## WHAT IS BEING ASKED:
Using the material that follows, output exactly the lines from the one containing "assert!(result.success);" through the one containing "outbox, oldest first.", with both ends kept.

## RECORD EXCERPTS:

↓

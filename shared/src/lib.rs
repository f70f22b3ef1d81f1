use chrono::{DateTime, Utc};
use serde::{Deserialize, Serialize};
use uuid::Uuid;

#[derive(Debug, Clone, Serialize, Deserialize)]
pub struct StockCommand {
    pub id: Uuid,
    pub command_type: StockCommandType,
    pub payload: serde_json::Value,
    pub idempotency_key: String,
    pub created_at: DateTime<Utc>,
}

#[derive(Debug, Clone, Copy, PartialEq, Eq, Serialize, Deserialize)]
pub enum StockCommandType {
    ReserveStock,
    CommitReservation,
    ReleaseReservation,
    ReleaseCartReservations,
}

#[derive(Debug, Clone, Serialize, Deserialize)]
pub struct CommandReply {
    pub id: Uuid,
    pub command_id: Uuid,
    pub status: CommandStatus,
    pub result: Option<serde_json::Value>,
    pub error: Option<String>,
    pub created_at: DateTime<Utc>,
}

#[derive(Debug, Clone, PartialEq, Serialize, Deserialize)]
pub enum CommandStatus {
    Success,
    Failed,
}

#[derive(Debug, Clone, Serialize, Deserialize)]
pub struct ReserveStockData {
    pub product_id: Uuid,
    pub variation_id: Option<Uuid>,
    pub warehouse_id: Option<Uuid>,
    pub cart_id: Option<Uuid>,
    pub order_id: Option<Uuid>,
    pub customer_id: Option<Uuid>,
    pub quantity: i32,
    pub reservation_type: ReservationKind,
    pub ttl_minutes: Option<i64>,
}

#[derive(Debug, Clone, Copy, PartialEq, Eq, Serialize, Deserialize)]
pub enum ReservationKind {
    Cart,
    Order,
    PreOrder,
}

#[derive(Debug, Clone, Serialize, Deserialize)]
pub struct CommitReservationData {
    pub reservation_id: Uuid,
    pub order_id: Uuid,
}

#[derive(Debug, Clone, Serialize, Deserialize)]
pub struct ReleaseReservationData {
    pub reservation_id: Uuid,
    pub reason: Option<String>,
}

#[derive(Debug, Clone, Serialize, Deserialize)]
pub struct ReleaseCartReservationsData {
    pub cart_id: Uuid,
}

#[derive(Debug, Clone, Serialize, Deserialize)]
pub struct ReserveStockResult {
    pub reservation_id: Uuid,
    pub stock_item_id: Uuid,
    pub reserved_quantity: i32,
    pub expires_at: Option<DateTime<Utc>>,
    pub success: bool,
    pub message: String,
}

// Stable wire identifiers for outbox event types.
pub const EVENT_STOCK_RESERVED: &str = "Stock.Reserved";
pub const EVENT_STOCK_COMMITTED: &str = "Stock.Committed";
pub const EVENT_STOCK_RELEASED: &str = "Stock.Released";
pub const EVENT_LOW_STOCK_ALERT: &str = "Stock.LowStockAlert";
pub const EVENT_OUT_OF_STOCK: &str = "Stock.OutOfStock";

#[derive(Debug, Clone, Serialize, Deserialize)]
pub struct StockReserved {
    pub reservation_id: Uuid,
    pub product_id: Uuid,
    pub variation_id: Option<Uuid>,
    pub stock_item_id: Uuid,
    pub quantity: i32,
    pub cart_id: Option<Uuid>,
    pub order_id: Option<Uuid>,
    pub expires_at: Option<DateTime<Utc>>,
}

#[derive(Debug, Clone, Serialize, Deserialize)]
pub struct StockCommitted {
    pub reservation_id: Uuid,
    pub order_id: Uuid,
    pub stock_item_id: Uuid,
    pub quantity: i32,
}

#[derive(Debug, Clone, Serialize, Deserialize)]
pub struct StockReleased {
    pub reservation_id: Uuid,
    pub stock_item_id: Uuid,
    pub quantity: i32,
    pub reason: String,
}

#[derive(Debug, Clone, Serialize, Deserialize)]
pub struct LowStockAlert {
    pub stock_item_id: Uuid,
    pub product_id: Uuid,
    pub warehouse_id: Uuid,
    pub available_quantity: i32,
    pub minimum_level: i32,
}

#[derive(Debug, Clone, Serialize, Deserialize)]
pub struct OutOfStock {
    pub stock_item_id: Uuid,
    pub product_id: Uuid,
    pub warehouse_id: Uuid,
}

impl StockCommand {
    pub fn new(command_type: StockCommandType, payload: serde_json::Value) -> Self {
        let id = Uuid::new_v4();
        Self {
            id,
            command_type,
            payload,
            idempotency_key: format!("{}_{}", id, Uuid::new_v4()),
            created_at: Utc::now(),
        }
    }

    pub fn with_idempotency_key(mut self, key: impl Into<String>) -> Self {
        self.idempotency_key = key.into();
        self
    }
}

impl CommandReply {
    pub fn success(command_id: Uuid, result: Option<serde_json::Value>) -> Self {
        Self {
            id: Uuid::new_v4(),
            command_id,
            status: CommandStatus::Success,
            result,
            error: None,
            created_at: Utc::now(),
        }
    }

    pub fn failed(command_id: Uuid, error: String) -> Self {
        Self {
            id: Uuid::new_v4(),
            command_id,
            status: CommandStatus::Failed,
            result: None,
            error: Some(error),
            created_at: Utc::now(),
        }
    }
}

↑
↓

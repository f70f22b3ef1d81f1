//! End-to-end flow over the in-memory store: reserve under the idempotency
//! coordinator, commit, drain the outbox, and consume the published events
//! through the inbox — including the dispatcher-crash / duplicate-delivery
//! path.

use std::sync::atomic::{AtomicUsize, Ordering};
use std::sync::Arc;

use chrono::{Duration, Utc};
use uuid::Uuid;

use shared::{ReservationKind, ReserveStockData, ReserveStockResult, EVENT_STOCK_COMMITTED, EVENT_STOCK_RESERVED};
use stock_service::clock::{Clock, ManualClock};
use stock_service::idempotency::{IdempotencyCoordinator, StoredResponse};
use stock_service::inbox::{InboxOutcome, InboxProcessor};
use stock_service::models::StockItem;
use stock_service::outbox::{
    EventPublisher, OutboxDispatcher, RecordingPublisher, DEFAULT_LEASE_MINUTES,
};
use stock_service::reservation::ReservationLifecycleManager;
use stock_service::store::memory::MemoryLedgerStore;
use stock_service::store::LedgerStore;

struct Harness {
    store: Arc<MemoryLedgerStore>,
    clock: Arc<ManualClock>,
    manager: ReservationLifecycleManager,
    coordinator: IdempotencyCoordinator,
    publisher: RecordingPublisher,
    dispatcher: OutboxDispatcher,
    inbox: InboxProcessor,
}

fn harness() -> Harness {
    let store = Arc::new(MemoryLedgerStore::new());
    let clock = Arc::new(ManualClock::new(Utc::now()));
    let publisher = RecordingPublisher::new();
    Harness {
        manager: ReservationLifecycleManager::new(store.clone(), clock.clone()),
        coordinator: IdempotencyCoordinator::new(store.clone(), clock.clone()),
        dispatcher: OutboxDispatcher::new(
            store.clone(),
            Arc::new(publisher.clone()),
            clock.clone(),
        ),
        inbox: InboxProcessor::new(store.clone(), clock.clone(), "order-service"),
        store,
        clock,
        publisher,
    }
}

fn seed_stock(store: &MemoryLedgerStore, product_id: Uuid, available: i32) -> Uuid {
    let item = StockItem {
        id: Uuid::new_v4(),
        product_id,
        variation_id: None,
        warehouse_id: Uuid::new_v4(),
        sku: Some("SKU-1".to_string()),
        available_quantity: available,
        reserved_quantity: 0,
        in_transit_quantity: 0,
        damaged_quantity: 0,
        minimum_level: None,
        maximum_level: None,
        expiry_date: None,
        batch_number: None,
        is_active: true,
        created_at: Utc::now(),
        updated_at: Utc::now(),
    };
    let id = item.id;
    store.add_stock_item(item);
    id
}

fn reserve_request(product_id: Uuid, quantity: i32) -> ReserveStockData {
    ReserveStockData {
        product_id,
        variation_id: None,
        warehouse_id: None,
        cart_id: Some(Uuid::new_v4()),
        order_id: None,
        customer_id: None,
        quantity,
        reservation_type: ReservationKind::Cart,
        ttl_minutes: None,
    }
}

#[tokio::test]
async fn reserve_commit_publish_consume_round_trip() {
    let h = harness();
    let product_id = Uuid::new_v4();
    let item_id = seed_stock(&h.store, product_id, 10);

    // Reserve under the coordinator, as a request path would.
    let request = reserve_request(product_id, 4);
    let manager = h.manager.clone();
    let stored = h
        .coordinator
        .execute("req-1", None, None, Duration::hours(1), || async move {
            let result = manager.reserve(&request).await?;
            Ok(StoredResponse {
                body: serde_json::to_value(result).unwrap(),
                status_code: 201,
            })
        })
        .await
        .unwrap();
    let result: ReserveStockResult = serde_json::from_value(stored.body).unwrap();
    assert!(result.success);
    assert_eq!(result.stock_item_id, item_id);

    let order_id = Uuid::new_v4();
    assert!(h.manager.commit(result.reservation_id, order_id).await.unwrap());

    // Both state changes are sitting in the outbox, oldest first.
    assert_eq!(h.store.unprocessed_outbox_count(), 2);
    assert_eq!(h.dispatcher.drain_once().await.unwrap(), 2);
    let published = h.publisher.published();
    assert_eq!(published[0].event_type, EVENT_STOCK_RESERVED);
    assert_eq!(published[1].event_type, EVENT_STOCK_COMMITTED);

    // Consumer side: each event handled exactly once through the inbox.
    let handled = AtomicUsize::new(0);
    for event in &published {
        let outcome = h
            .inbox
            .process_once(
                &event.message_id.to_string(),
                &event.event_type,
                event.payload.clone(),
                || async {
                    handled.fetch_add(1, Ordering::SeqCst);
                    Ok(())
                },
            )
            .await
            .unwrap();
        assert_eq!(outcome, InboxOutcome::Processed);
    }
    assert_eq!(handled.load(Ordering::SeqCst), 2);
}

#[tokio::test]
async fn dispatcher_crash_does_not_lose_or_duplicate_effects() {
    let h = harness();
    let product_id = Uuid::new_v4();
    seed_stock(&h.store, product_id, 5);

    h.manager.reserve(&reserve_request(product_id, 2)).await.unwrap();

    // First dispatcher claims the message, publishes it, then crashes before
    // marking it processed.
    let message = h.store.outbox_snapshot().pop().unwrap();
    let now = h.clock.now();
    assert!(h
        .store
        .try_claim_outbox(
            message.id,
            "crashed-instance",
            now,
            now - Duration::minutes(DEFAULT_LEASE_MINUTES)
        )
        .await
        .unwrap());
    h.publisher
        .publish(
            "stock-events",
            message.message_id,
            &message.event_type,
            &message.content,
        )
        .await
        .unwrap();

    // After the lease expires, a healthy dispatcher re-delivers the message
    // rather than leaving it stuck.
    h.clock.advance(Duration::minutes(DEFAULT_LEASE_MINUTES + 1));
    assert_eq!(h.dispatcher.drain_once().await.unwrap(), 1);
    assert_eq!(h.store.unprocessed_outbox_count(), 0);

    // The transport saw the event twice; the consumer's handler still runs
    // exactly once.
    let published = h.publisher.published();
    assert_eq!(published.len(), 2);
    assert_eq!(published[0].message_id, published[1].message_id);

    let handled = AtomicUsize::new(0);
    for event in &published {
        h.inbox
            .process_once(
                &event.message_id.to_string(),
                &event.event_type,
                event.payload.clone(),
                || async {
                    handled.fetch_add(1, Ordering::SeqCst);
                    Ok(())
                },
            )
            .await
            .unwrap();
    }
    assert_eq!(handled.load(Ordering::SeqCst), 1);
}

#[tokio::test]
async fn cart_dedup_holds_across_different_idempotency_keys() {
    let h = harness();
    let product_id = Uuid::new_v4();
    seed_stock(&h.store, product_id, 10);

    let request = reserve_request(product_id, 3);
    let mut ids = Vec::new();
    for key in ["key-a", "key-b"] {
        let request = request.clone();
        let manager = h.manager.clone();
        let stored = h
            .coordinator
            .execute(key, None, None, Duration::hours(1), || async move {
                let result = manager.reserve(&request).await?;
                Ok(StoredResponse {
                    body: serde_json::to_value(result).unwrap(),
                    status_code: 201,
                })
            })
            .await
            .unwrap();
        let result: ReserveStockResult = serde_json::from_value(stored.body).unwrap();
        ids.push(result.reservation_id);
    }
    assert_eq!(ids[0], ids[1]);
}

↑

## RESPONSE TO THIS EXERCISE:
    assert!(result.success);
    assert_eq!(result.stock_item_id, item_id);

    let order_id = Uuid::new_v4();
    assert!(h.manager.commit(result.reservation_id, order_id).await.unwrap());

    // Both state changes are sitting in the outbox, oldest first.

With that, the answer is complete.